棺桶の蓋をこじ開ける際に、内側から殴りでもしたのだろうか。
俺は無意識の内に手を伸ばし、彼女のそれをとって検めた。
思った通り、キズだらけになって、おまけに多少冷たくなってはいたけれど、
別れる前と同じ、くたびれた、優しい感触。
細く小振りながら、しっかりとした肉の手応えにうろたえつつも、
俺は搾り出すように、目の前の若い女に問いかけた。
「痛むか?」
二十歳前とは思えない、老いさらばえた嗄れ声。
それへの返答は、声音も内容もあっけらかんとした軽いものだっただけに、
一層違和感が強調されていたように思えた。
「あー、だいじょぶだいじょぶ……じゃないや」
「え!?」
「夜中に大きな声出さないでよ、近所迷惑じゃない。」
「でも、大丈夫じゃないって……」
「違う違う、手とか身体が悪いって意味じゃなくて、言い忘れてた事があったなって」
そう言って、彼女は背筋を伸ばすと、表情を綻ばせた。
こないだまで見る者を元気づかせていた、俺の生きる理由だった、活力溢れる笑顔。
以前と違う点があるとすれば、長さと鋭さを増した糸切り歯くらいだが、些細な事だ。
今、彼女がここに居てくれているという事実の前には。
何はともあれ、
「ただいま。 還って来ちゃった」
「お帰り、姉ちゃん」
俺は、黄泉還って来た姉と、手を握り合ったまま、ベッドの上で苦笑を交わし合った。
多少冷たくなっていようが、子供の頃と変わらず、
しっかりと握り返してきてくれるやわらかく小さな手に、
俺は、熱くなった両目が、僅かに視界をぼやけさせるのを抑える事ができなかった。
ただし、おぼつかなくなった視界でも、対面に座り込む彼女もまた、
目尻を潤ませていたのだけは、はっきりと認識できたけれど。
「……で? 説明してくれないか?」
「何を? 言っとくけど、『何で還ってこれたか』なんてのは無理よ?
気がついたら、地面にぽっかり空いた穴ぼこの隣で、
墓土まみれでぜーぜー言ってたんだから」
「そっか……お疲れさま」
ねぎらいの言葉をかけると、姉は嬉しげな笑みを浮かべ、いきなり俺に抱きついてきた。
墓土を落とす為に水でも被ったのか、彼女のつむじ周りはしっとりとした光沢を帯びて
……っと、そんな観察をしている場合じゃない。
ほのかな甘い体臭と、わりと大きな胸の感触は、危険物以外の何物でもないのだ。
殊に、今の俺にとっては。
「姉ちゃん、離れてくれ」
「何でよ?」
「……なんでか下半身裸だからだよ、脱いだ覚えは無いんだけど」
その言葉に、俺に向けられた、不機嫌そうな半眼がそらされた。
……いや、背けられた視線は、ちらちらと俺の股間を窺っている。
頬にのぼった血の気はさておいて、俺が顔をしかめてみせると、
彼女は開き直ったのか、月明かりに照らされる、実弟の息子をマジマジと見つめてきやがった。

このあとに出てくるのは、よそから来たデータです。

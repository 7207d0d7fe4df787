//! Concurrent ledger access tests
//!
//! Many threads share one `LedgerContext` and hit the same account at the
//! same moment. Read-modify-write sequences must never lose an update or
//! push a balance below its minimum.
//!
//! Run with: cargo test --test concurrent_access_test -- --nocapture

use std::sync::atomic::{AtomicUsize, Ordering};
use std::sync::{Arc, Barrier};
use std::thread;
use std::time::Instant;
use tempfile::TempDir;

use rust_decimal::Decimal;

use ledger_core::config::Config;
use ledger_core::domain::{AccountNumber, Error, NewAccount, NewUser, Session};
use ledger_core::LedgerContext;

/// Number of concurrent threads for stress tests
const THREAD_COUNT: usize = 8;

/// Number of operations per thread
const ITERATIONS_PER_THREAD: usize = 5;

fn create_shared_context(temp_dir: &TempDir) -> Arc<LedgerContext> {
    let ctx = LedgerContext::with_config(temp_dir.path(), Config::default().with_insecure_hashing())
        .expect("Failed to create ledger context");
    Arc::new(ctx)
}

fn teller_session(ctx: &LedgerContext) -> Session {
    ctx.auth_service
        .register_user(&NewUser::new("teller", "pw", "teller@example.com"))
        .unwrap();
    ctx.auth_service.login("teller", "pw").unwrap()
}

fn open_account(
    ctx: &LedgerContext,
    session: &Session,
    balance: i64,
    minimum: i64,
    limit: i64,
) -> AccountNumber {
    let request = NewAccount::new(
        "Shared Holder",
        Decimal::new(balance, 0),
        Decimal::new(limit, 0),
        "555-0100",
        "secret",
    )
    .with_minimum_balance(Decimal::new(minimum, 0));
    ctx.ledger_service.open_account(session, &request).unwrap()
}

/// Withdrawals racing on one account: exactly as many succeed as the
/// headroom above the minimum allows
#[test]
fn test_concurrent_withdrawals_never_break_minimum() {
    let temp_dir = TempDir::new().unwrap();
    let ctx = create_shared_context(&temp_dir);
    let session = teller_session(&ctx);

    // 1000 above the minimum, 100 per withdrawal: 10 may succeed
    let number = open_account(&ctx, &session, 2000, 1000, 100);

    let barrier = Arc::new(Barrier::new(THREAD_COUNT));
    let success_count = Arc::new(AtomicUsize::new(0));
    let rejected_count = Arc::new(AtomicUsize::new(0));

    let mut handles = vec![];

    for thread_id in 0..THREAD_COUNT {
        let ctx = Arc::clone(&ctx);
        let session = session.clone();
        let barrier = Arc::clone(&barrier);
        let success_count = Arc::clone(&success_count);
        let rejected_count = Arc::clone(&rejected_count);

        let handle = thread::spawn(move || {
            // Wait for all threads to be ready
            barrier.wait();
            let start = Instant::now();

            for i in 0..ITERATIONS_PER_THREAD {
                match ctx
                    .ledger_service
                    .withdraw(&session, number, Decimal::new(100, 0), "secret")
                {
                    Ok(balance) => {
                        assert!(balance >= Decimal::new(1000, 0));
                        success_count.fetch_add(1, Ordering::SeqCst);
                    }
                    Err(Error::InsufficientBalance { .. }) => {
                        rejected_count.fetch_add(1, Ordering::SeqCst);
                    }
                    Err(e) => panic!("Thread {}: unexpected error at {}: {}", thread_id, i, e),
                }
            }
            println!("Thread {}: done in {:?}", thread_id, start.elapsed());
        });

        handles.push(handle);
    }

    for handle in handles {
        handle.join().unwrap();
    }

    let successes = success_count.load(Ordering::SeqCst);
    let rejected = rejected_count.load(Ordering::SeqCst);
    println!("Successes: {}, rejected: {}", successes, rejected);

    assert_eq!(successes, 10);
    assert_eq!(successes + rejected, THREAD_COUNT * ITERATIONS_PER_THREAD);
    assert_eq!(
        ctx.ledger_service.check_balance(&session, number, "secret").unwrap(),
        Decimal::new(1000, 0)
    );
}

/// Concurrent deposits are all counted
#[test]
fn test_concurrent_deposits_lose_no_updates() {
    let temp_dir = TempDir::new().unwrap();
    let ctx = create_shared_context(&temp_dir);
    let session = teller_session(&ctx);
    let number = open_account(&ctx, &session, 0, 0, 100);

    let barrier = Arc::new(Barrier::new(THREAD_COUNT));
    let mut handles = vec![];

    for _ in 0..THREAD_COUNT {
        let ctx = Arc::clone(&ctx);
        let session = session.clone();
        let barrier = Arc::clone(&barrier);

        handles.push(thread::spawn(move || {
            barrier.wait();
            for _ in 0..ITERATIONS_PER_THREAD {
                ctx.ledger_service
                    .deposit(&session, number, Decimal::new(1050, 2))
                    .unwrap();
            }
        }));
    }

    for handle in handles {
        handle.join().unwrap();
    }

    let expected = Decimal::new(1050, 2) * Decimal::from(THREAD_COUNT * ITERATIONS_PER_THREAD);
    assert_eq!(
        ctx.ledger_service.check_balance(&session, number, "secret").unwrap(),
        expected
    );
}

/// Opposing transfers between two accounts keep the total constant
#[test]
fn test_concurrent_opposing_transfers_conserve_total() {
    let temp_dir = TempDir::new().unwrap();
    let ctx = create_shared_context(&temp_dir);
    let session = teller_session(&ctx);
    let a = open_account(&ctx, &session, 5000, 0, 100);
    let b = open_account(&ctx, &session, 5000, 0, 100);

    let barrier = Arc::new(Barrier::new(THREAD_COUNT));
    let mut handles = vec![];

    for thread_id in 0..THREAD_COUNT {
        let ctx = Arc::clone(&ctx);
        let session = session.clone();
        let barrier = Arc::clone(&barrier);
        let (from, to) = if thread_id % 2 == 0 { (a, b) } else { (b, a) };

        handles.push(thread::spawn(move || {
            barrier.wait();
            for _ in 0..ITERATIONS_PER_THREAD {
                ctx.ledger_service
                    .transfer(&session, from, to, Decimal::new(25, 0), "secret")
                    .unwrap();
            }
        }));
    }

    for handle in handles {
        handle.join().unwrap();
    }

    let status = ctx.status_service.get_status().unwrap();
    assert_eq!(status.total_balance, Decimal::new(10_000, 0));
    // Equal numbers of threads push each way
    assert_eq!(
        ctx.ledger_service.check_balance(&session, a, "secret").unwrap(),
        Decimal::new(5000, 0)
    );
}

/// Accounts opened concurrently all get distinct numbers
#[test]
fn test_concurrent_opens_get_distinct_numbers() {
    let temp_dir = TempDir::new().unwrap();
    let ctx = create_shared_context(&temp_dir);
    let session = teller_session(&ctx);

    let barrier = Arc::new(Barrier::new(THREAD_COUNT));
    let mut handles = vec![];

    for _ in 0..THREAD_COUNT {
        let ctx = Arc::clone(&ctx);
        let session = session.clone();
        let barrier = Arc::clone(&barrier);
        handles.push(thread::spawn(move || {
            barrier.wait();
            open_account(&ctx, &session, 10, 0, 10)
        }));
    }

    let mut numbers: Vec<AccountNumber> = handles.into_iter().map(|h| h.join().unwrap()).collect();
    numbers.sort();
    numbers.dedup();
    assert_eq!(numbers.len(), THREAD_COUNT);
    assert_eq!(numbers[0], AccountNumber::new(1001));
    assert_eq!(
        numbers[THREAD_COUNT - 1],
        AccountNumber::new(1001 + THREAD_COUNT as i64 - 1)
    );
}
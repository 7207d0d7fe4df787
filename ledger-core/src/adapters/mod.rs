//! Adapter implementations
//!
//! Adapters implement the port traits with concrete technologies:
//! - DuckDB for the Datastore port
//! - Argon2id for the CredentialHasher port

pub mod argon2;
pub mod duckdb;
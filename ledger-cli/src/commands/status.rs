//! Status command - datastore reachability and ledger totals

use anyhow::Result;
use colored::Colorize;

use ledger_core::EntryPoint;

use super::{get_context, get_logger, logged};
use crate::output;

pub fn run(json: bool) -> Result<()> {
    let logger = get_logger(EntryPoint::Cli);

    logged(&logger, "status", || {
        let ctx = get_context()?;
        let status = ctx.status_service.get_status()?;

        if json {
            println!("{}", serde_json::to_string_pretty(&status)?);
            return Ok(());
        }

        println!("{}", "Ledger Status".bold());
        println!();

        let mut table = output::create_table();
        let reachable = if status.reachable {
            "yes".green().to_string()
        } else {
            "no".red().to_string()
        };
        table.add_row(vec!["Database".to_string(), status.db_path.clone().unwrap_or_default()]);
        table.add_row(vec!["Reachable".to_string(), reachable]);
        table.add_row(vec!["Accounts".to_string(), status.total_accounts.to_string()]);
        table.add_row(vec!["Users".to_string(), status.total_users.to_string()]);
        table.add_row(vec![
            "Total balance".to_string(),
            output::format_amount(status.total_balance),
        ]);
        println!("{}", table);

        if status.total_users == 0 {
            println!();
            output::info("No users yet. Use 'ledger register <username> --email <email>' first.");
        }

        Ok(())
    })
}
//! Register command - create a login user

use anyhow::Result;
use dialoguer::Password;

use ledger_core::{EntryPoint, NewUser};

use super::{emit, get_context, get_logger, logged, read_secret, USER_PASSWORD_ENV};
use crate::output;

/// Ask twice when the password is typed interactively
fn choose_password(flag: Option<String>) -> Result<String> {
    if flag.is_none() && std::env::var(USER_PASSWORD_ENV).is_err() && atty::is(atty::Stream::Stdin)
    {
        let password = Password::new()
            .with_prompt("Choose a password")
            .with_confirmation("Confirm password", "Passwords do not match")
            .interact()?;
        return Ok(password);
    }
    read_secret(flag, USER_PASSWORD_ENV, "Choose a password")
}

pub fn run(username: String, email: String, password: Option<String>, json: bool) -> Result<()> {
    let logger = get_logger(EntryPoint::Cli);

    logged(&logger, "register", || {
        let ctx = get_context()?;
        let password = choose_password(password)?;
        let result = ctx
            .auth_service
            .register_user(&NewUser::new(username, password, email));

        emit(json, result, |user| {
            output::success(&format!("Registered user {}", user.username));
        })
    })
}
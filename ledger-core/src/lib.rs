//! Ledger Core - account ledger for a small savings bank
//!
//! This crate implements the core domain logic following hexagonal architecture:
//!
//! - **domain**: Core business entities (Account, User, Session, errors)
//! - **ports**: Trait definitions for external dependencies (Datastore, CredentialHasher)
//! - **services**: Business logic orchestration
//! - **adapters**: Concrete implementations (DuckDB, Argon2)

pub mod adapters;
pub mod config;
pub mod domain;
pub mod log_migrations;
pub mod migrations;
pub mod ports;
pub mod services;

use std::path::Path;
use std::sync::Arc;

use anyhow::{Context, Result};

use adapters::argon2::Argon2Hasher;
use adapters::duckdb::DuckDbDatastore;
use config::Config;
use ports::{CredentialHasher, Datastore};
use services::*;

// Re-export commonly used types at crate root
pub use domain::{
    Account, AccountKind, AccountNumber, AccountSummary, NewAccount, NewUser, Session,
    TransferReceipt, User,
};
pub use domain::result::{Error, OperationResult};
pub use services::{EntryPoint, LogEvent, LoggingService};

/// Name of the ledger database inside the data directory
pub const DB_FILENAME: &str = "ledger.duckdb";

/// Main context for ledger operations
///
/// Built once by the caller and passed by reference; it holds the datastore,
/// configuration and all services.
pub struct LedgerContext {
    pub config: Config,
    pub datastore: Arc<dyn Datastore>,
    pub ledger_service: LedgerService,
    pub auth_service: AuthService,
    pub status_service: StatusService,
}

impl LedgerContext {
    /// Create a context from settings.json in `ledger_dir`
    pub fn new(ledger_dir: &Path) -> Result<Self> {
        let config = Config::load(ledger_dir)?;
        Self::with_config(ledger_dir, config)
    }

    /// Create a context with an explicit configuration
    pub fn with_config(ledger_dir: &Path, config: Config) -> Result<Self> {
        std::fs::create_dir_all(ledger_dir)
            .with_context(|| format!("Failed to create {}", ledger_dir.display()))?;

        let db_path = ledger_dir.join(DB_FILENAME);
        let datastore: Arc<dyn Datastore> = Arc::new(DuckDbDatastore::new(&db_path)?);

        Self::from_parts(config, datastore, Some(db_path))
    }

    /// Assemble a context around an existing datastore, applying pending
    /// migrations to it
    pub fn from_parts(
        config: Config,
        datastore: Arc<dyn Datastore>,
        db_path: Option<std::path::PathBuf>,
    ) -> Result<Self> {
        datastore.ensure_schema()?;
        let hasher: Arc<dyn CredentialHasher> = Arc::new(Argon2Hasher::new(&config.argon2)?);

        let ledger_service = LedgerService::new(
            Arc::clone(&datastore),
            Arc::clone(&hasher),
            config.ledger.clone(),
        )?;
        let auth_service = AuthService::new(Arc::clone(&datastore), Arc::clone(&hasher))?;
        let status_service = StatusService::new(Arc::clone(&datastore), db_path);

        Ok(Self {
            config,
            datastore,
            ledger_service,
            auth_service,
            status_service,
        })
    }
}
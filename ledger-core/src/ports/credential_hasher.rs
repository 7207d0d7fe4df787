//! Credential hasher port - one-way salted password hashing

use crate::domain::Result;

/// Hashes and verifies passwords.
///
/// `hash` must salt every call, so hashing the same password twice yields
/// different strings that both verify.
pub trait CredentialHasher: Send + Sync {
    /// Hash a plaintext password into a self-describing hash string
    fn hash(&self, plaintext: &str) -> Result<String>;

    /// Check a plaintext password against a stored hash.
    /// Malformed hashes verify as `false`.
    fn verify(&self, plaintext: &str, hash: &str) -> bool;
}
//! Ledger service - account lifecycle and balance movements
//!
//! Every write runs inside a single datastore transaction. Early returns
//! drop the transaction uncommitted, which rolls it back. Password checks
//! run before that transaction is opened, and the row is re-read inside it.

use std::sync::Arc;

use rust_decimal::Decimal;

use crate::config::LedgerSettings;
use crate::domain::{
    Account, AccountNumber, AccountRole, AccountSummary, Error, NewAccount, Result, Session,
    TransferReceipt,
};
use crate::ports::{CredentialHasher, Datastore};

/// Amounts are kept to cents
const MAX_SCALE: u32 = 2;

/// Largest magnitude the `DECIMAL(18,2)` balance column holds
pub const MAX_BALANCE: Decimal = Decimal::from_parts(0xA763_FFFF, 0x0DE0_B6B3, 0, false, 2);

/// Verified against when an account does not exist, so a missing account
/// costs the same hashing work as a wrong password
const DUMMY_PASSWORD: &str = "ledger-dummy-credential";

/// A movement amount must be positive, storable and representable in cents
fn validate_amount(amount: Decimal) -> Result<()> {
    if amount <= Decimal::ZERO
        || amount > MAX_BALANCE
        || amount.normalize().scale() > MAX_SCALE
    {
        return Err(Error::InvalidAmount(amount));
    }
    Ok(())
}

fn validate_non_negative(amount: Decimal) -> Result<()> {
    if amount < Decimal::ZERO
        || amount > MAX_BALANCE
        || amount.normalize().scale() > MAX_SCALE
    {
        return Err(Error::InvalidAmount(amount));
    }
    Ok(())
}

/// `balance + delta`, failing with `InvalidAmount` when the result would not
/// fit the balance column
fn shifted_balance(balance: Decimal, delta: Decimal, amount: Decimal) -> Result<Decimal> {
    balance
        .checked_add(delta)
        .filter(|b| b.abs() <= MAX_BALANCE)
        .ok_or(Error::InvalidAmount(amount))
}

/// Account ledger
pub struct LedgerService {
    store: Arc<dyn Datastore>,
    hasher: Arc<dyn CredentialHasher>,
    settings: LedgerSettings,
    dummy_hash: String,
}
//! Deposit command

use anyhow::Result;
use rust_decimal::Decimal;
use serde::Serialize;

use ledger_core::{AccountNumber, EntryPoint};

use super::{emit, get_context, get_logger, logged, with_session, UserArgs};
use crate::output;

#[derive(Serialize)]
struct DepositResult {
    account: AccountNumber,
    balance: Decimal,
}

pub fn run(user: UserArgs, account: AccountNumber, amount: Decimal, json: bool) -> Result<()> {
    let logger = get_logger(EntryPoint::Cli);

    logged(&logger, "deposit", || {
        let ctx = get_context()?;
        with_session(&ctx, &user, |session| {
            let result = ctx
                .ledger_service
                .deposit(session, account, amount)
                .map(|balance| DepositResult { account, balance });

            emit(json, result, |r| {
                output::success(&format!(
                    "Deposited {} into {}. New balance: {}",
                    output::format_amount(amount),
                    r.account,
                    output::format_amount(r.balance)
                ));
            })
        })
    })
}
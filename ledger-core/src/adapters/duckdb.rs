//! DuckDB datastore implementation

use std::path::{Path, PathBuf};
use std::str::FromStr;
use std::sync::{Mutex, MutexGuard};
use std::thread;
use std::time::Duration;

use chrono::{DateTime, Utc};
use duckdb::{params, Connection};
use rust_decimal::Decimal;

use crate::domain::{Account, AccountKind, AccountNumber, Error, Result, User};
use crate::ports::{Datastore, StoreTransaction};
use crate::services::MigrationService;

/// Maximum number of retries when database file is locked
const MAX_RETRIES: u32 = 5;

/// Initial retry delay in milliseconds (doubles each retry: 50, 100, 200, 400, 800ms)
const INITIAL_RETRY_DELAY_MS: u64 = 50;

/// Columns read for every account query. Decimals are read back as text so
/// they round-trip exactly into `Decimal`.
const ACCOUNT_COLUMNS: &str = "acc_num, name, CAST(balance AS VARCHAR), CAST(min_balance AS VARCHAR),
     CAST(max_withdraw AS VARCHAR), phone_number, password_hash, kind, created_at";

/// Check if an error message indicates a file locking issue that should be retried
fn is_retryable_error(err_msg: &str) -> bool {
    let lower = err_msg.to_lowercase();
    // Windows error messages
    lower.contains("being used by another process")
        || lower.contains("cannot access the file")
        // Unix/macOS error messages
        || lower.contains("resource temporarily unavailable")
        || lower.contains("database is locked")
        || lower.contains("file is already open")
}

/// DuckDB datastore.
///
/// Holds a single connection; a transaction keeps the connection locked
/// until it is committed or dropped, so units of work never interleave.
pub struct DuckDbDatastore {
    conn: Mutex<Connection>,
    db_path: Option<PathBuf>,
}

impl DuckDbDatastore {
    /// Open (or create) a database file.
    ///
    /// Retries with exponential backoff when another process holds the file.
    pub fn new(db_path: &Path) -> Result<Self> {
        let mut last_error = None;

        for attempt in 0..MAX_RETRIES {
            match Self::try_open_connection(db_path) {
                Ok(conn) => {
                    return Ok(Self {
                        conn: Mutex::new(conn),
                        db_path: Some(db_path.to_path_buf()),
                    });
                }
                Err(e) => {
                    let err_msg = e.to_string();
                    if is_retryable_error(&err_msg) && attempt < MAX_RETRIES - 1 {
                        let delay =
                            Duration::from_millis(INITIAL_RETRY_DELAY_MS * 2u64.pow(attempt));
                        eprintln!(
                            "[ledger] Database busy, retrying in {}ms (attempt {}/{})",
                            delay.as_millis(),
                            attempt + 1,
                            MAX_RETRIES,
                        );
                        thread::sleep(delay);
                        last_error = Some(e);
                        continue;
                    }
                    return Err(e.into());
                }
            }
        }

        Err(last_error
            .map(Error::from)
            .unwrap_or_else(|| Error::storage(format!("Failed to open database after {} retries", MAX_RETRIES))))
    }

    /// Open a private in-memory database (tests, demos)
    pub fn open_in_memory() -> Result<Self> {
        let config = duckdb::Config::default().enable_autoload_extension(false)?;
        let conn = Connection::open_in_memory_with_flags(config)?;
        Ok(Self {
            conn: Mutex::new(conn),
            db_path: None,
        })
    }

    fn try_open_connection(db_path: &Path) -> duckdb::Result<Connection> {
        // Extensions are never needed; autoloading them can fail on signed binaries
        let config = duckdb::Config::default().enable_autoload_extension(false)?;
        Connection::open_with_flags(db_path, config)
    }

    /// Path of the database file, `None` for in-memory databases
    pub fn db_path(&self) -> Option<&Path> {
        self.db_path.as_deref()
    }

    fn lock(&self) -> Result<MutexGuard<'_, Connection>> {
        self.conn
            .lock()
            .map_err(|e| Error::storage(format!("Lock poisoned: {}", e)))
    }
}

impl Datastore for DuckDbDatastore {
    fn ensure_schema(&self) -> Result<()> {
        let conn = self.lock()?;
        MigrationService::new(&conn).run_pending()?;
        Ok(())
    }

    fn begin(&self) -> Result<Box<dyn StoreTransaction + '_>> {
        let conn = self.lock()?;
        conn.execute_batch("BEGIN TRANSACTION")?;
        Ok(Box::new(DuckDbTransaction {
            conn,
            finished: false,
        }))
    }

    fn ping(&self) -> Result<()> {
        let conn = self.lock()?;
        conn.query_row("SELECT 1", [], |row| row.get::<_, i32>(0))?;
        Ok(())
    }
}

/// An open DuckDB transaction. Rolls back on drop unless committed.
struct DuckDbTransaction<'a> {
    conn: MutexGuard<'a, Connection>,
    finished: bool,
}

impl DuckDbTransaction<'_> {
    fn query_accounts(&self, sql: &str, params: &[&dyn duckdb::ToSql]) -> Result<Vec<Account>> {
        let mut stmt = self.conn.prepare(sql)?;
        let rows = stmt
            .query_map(params, AccountRow::from_row)?
            .collect::<duckdb::Result<Vec<_>>>()?;
        rows.into_iter().map(AccountRow::into_account).collect()
    }
}

impl StoreTransaction for DuckDbTransaction<'_> {
    fn find_account(&mut self, number: AccountNumber) -> Result<Option<Account>> {
        let sql = format!("SELECT {} FROM accounts WHERE acc_num = ?", ACCOUNT_COLUMNS);
        let mut accounts = self.query_accounts(&sql, &[&number.value()])?;
        Ok(accounts.pop())
    }

    fn insert_account(&mut self, account: &Account) -> Result<usize> {
        let inserted = self.conn.execute(
            "INSERT INTO accounts (acc_num, name, balance, min_balance, max_withdraw,
                                   phone_number, password_hash, kind, created_at)
             VALUES (?, ?, CAST(? AS DECIMAL(18,2)), CAST(? AS DECIMAL(18,2)),
                     CAST(? AS DECIMAL(18,2)), ?, ?, ?, ?)",
            params![
                account.number.value(),
                account.holder_name,
                account.balance.to_string(),
                account.minimum_balance.to_string(),
                account.max_withdraw_limit.to_string(),
                account.phone_number,
                account.credential_hash,
                account.kind.as_str(),
                account.created_at.to_rfc3339(),
            ],
        )?;
        Ok(inserted)
    }

    fn max_account_number(&mut self) -> Result<Option<AccountNumber>> {
        let max: Option<i64> =
            self.conn
                .query_row("SELECT MAX(acc_num) FROM accounts", [], |row| row.get(0))?;
        Ok(max.map(AccountNumber::new))
    }

    fn set_balance(&mut self, number: AccountNumber, balance: Decimal) -> Result<usize> {
        let updated = self.conn.execute(
            "UPDATE accounts SET balance = CAST(? AS DECIMAL(18,2)) WHERE acc_num = ?",
            params![balance.to_string(), number.value()],
        )?;
        Ok(updated)
    }

    fn adjust_balance(&mut self, number: AccountNumber, delta: Decimal) -> Result<usize> {
        let updated = self.conn.execute(
            "UPDATE accounts SET balance = balance + CAST(? AS DECIMAL(18,2)) WHERE acc_num = ?",
            params![delta.to_string(), number.value()],
        )?;
        Ok(updated)
    }

    fn delete_account(&mut self, number: AccountNumber) -> Result<usize> {
        let deleted = self
            .conn
            .execute("DELETE FROM accounts WHERE acc_num = ?", params![number.value()])?;
        Ok(deleted)
    }

    fn list_accounts(&mut self) -> Result<Vec<Account>> {
        let sql = format!("SELECT {} FROM accounts ORDER BY acc_num", ACCOUNT_COLUMNS);
        self.query_accounts(&sql, &[])
    }

    fn find_user(&mut self, username: &str) -> Result<Option<User>> {
        let result = self.conn.query_row(
            "SELECT username, password_hash, email, created_at FROM users WHERE username = ?",
            params![username],
            |row| {
                Ok((
                    row.get::<_, String>(0)?,
                    row.get::<_, String>(1)?,
                    row.get::<_, String>(2)?,
                    row.get::<_, String>(3)?,
                ))
            },
        );
        let row = match result {
            Ok(row) => Some(row),
            Err(duckdb::Error::QueryReturnedNoRows) => None,
            Err(e) => return Err(e.into()),
        };

        row.map(|(username, credential_hash, email, created_at)| {
            Ok(User {
                username,
                credential_hash,
                email,
                created_at: parse_timestamp(&created_at)?,
            })
        })
        .transpose()
    }

    fn insert_user(&mut self, user: &User) -> Result<usize> {
        let inserted = self.conn.execute(
            "INSERT INTO users (username, password_hash, email, created_at) VALUES (?, ?, ?, ?)",
            params![
                user.username,
                user.credential_hash,
                user.email,
                user.created_at.to_rfc3339(),
            ],
        )?;
        Ok(inserted)
    }

    fn count_users(&mut self) -> Result<i64> {
        let count: i64 = self
            .conn
            .query_row("SELECT COUNT(*) FROM users", [], |row| row.get(0))?;
        Ok(count)
    }

    fn commit(mut self: Box<Self>) -> Result<()> {
        self.conn.execute_batch("COMMIT")?;
        self.finished = true;
        Ok(())
    }

    fn rollback(mut self: Box<Self>) -> Result<()> {
        self.finished = true;
        self.conn.execute_batch("ROLLBACK")?;
        Ok(())
    }
}

impl Drop for DuckDbTransaction<'_> {
    fn drop(&mut self) {
        if !self.finished {
            // Nothing useful to do with a failed rollback while unwinding
            let _ = self.conn.execute_batch("ROLLBACK");
        }
    }
}

/// Raw account columns as read from DuckDB
struct AccountRow {
    number: i64,
    holder_name: String,
    balance: String,
    minimum_balance: String,
    max_withdraw_limit: String,
    phone_number: String,
    credential_hash: String,
    kind: String,
    created_at: String,
}

impl AccountRow {
    fn from_row(row: &duckdb::Row) -> duckdb::Result<Self> {
        Ok(Self {
            number: row.get(0)?,
            holder_name: row.get(1)?,
            balance: row.get(2)?,
            minimum_balance: row.get(3)?,
            max_withdraw_limit: row.get(4)?,
            phone_number: row.get(5)?,
            credential_hash: row.get(6)?,
            kind: row.get(7)?,
            created_at: row.get(8)?,
        })
    }

    fn into_account(self) -> Result<Account> {
        let kind = AccountKind::parse(&self.kind)
            .ok_or_else(|| Error::storage(format!("Unknown account kind: {}", self.kind)))?;

        Ok(Account {
            number: AccountNumber::new(self.number),
            holder_name: self.holder_name,
            balance: parse_decimal(&self.balance)?,
            minimum_balance: parse_decimal(&self.minimum_balance)?,
            max_withdraw_limit: parse_decimal(&self.max_withdraw_limit)?,
            phone_number: self.phone_number,
            credential_hash: self.credential_hash,
            kind,
            created_at: parse_timestamp(&self.created_at)?,
        })
    }
}

fn parse_decimal(s: &str) -> Result<Decimal> {
    Decimal::from_str(s).map_err(|_| Error::storage("Invalid decimal in accounts table"))
}

fn parse_timestamp(s: &str) -> Result<DateTime<Utc>> {
    DateTime::parse_from_rfc3339(s)
        .map(|dt| dt.with_timezone(&Utc))
        .map_err(|e| Error::storage(format!("Invalid timestamp: {}", e)))
}
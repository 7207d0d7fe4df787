//! Service layer - business logic orchestration
//!
//! Services coordinate domain logic and port interactions. Each service
//! focuses on a specific use case or feature area.

mod auth;
mod ledger;
pub mod logging;
pub mod migration;
mod status;

pub use auth::AuthService;
pub use ledger::{LedgerService, MAX_BALANCE};
pub use logging::{EntryPoint, LogEntry, LogEvent, LoggingService};
pub use migration::{MigrationResult, MigrationService};
pub use status::{StatusService, StatusSummary};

「……けっこう立派よね、おいし…じゃなくて、生々しいけど」
「見た事あるんかい」
少しショックだ。
でも、目の前の姉は、黙っていれば美人の部類だし、
多少能天気だけど気立てはいいし、実は恋人が居たとしてもなんらおかしくはない。
あらためて言おう、“知らされていなかった事がショックだ”と。
「え? お父さんやお母さんが生きてた頃、みんなで一緒にお風呂入ってたでしょ?
いやー、やっぱりあの頃とは別物だわ……変わってないのは形だけねぇ」
「…………うっせ、ほっとけ」
そうほざいて、恥ずかしがり屋の愚息に、顔を近づける恥知らずの愚姉。
つい、俺の口から、圧し殺した恨み節が零れたのも仕方がない事だと思いたい……いや、
そんな事はどうでもいい。
息がくすぐったいから離れてくれよ姉ちゃん、このまんまだと、その……くっつきそうだし……。
などと、俺が思案に暮れているのをよそに、姉はのほほんとした顔と口調のままに嘯いた。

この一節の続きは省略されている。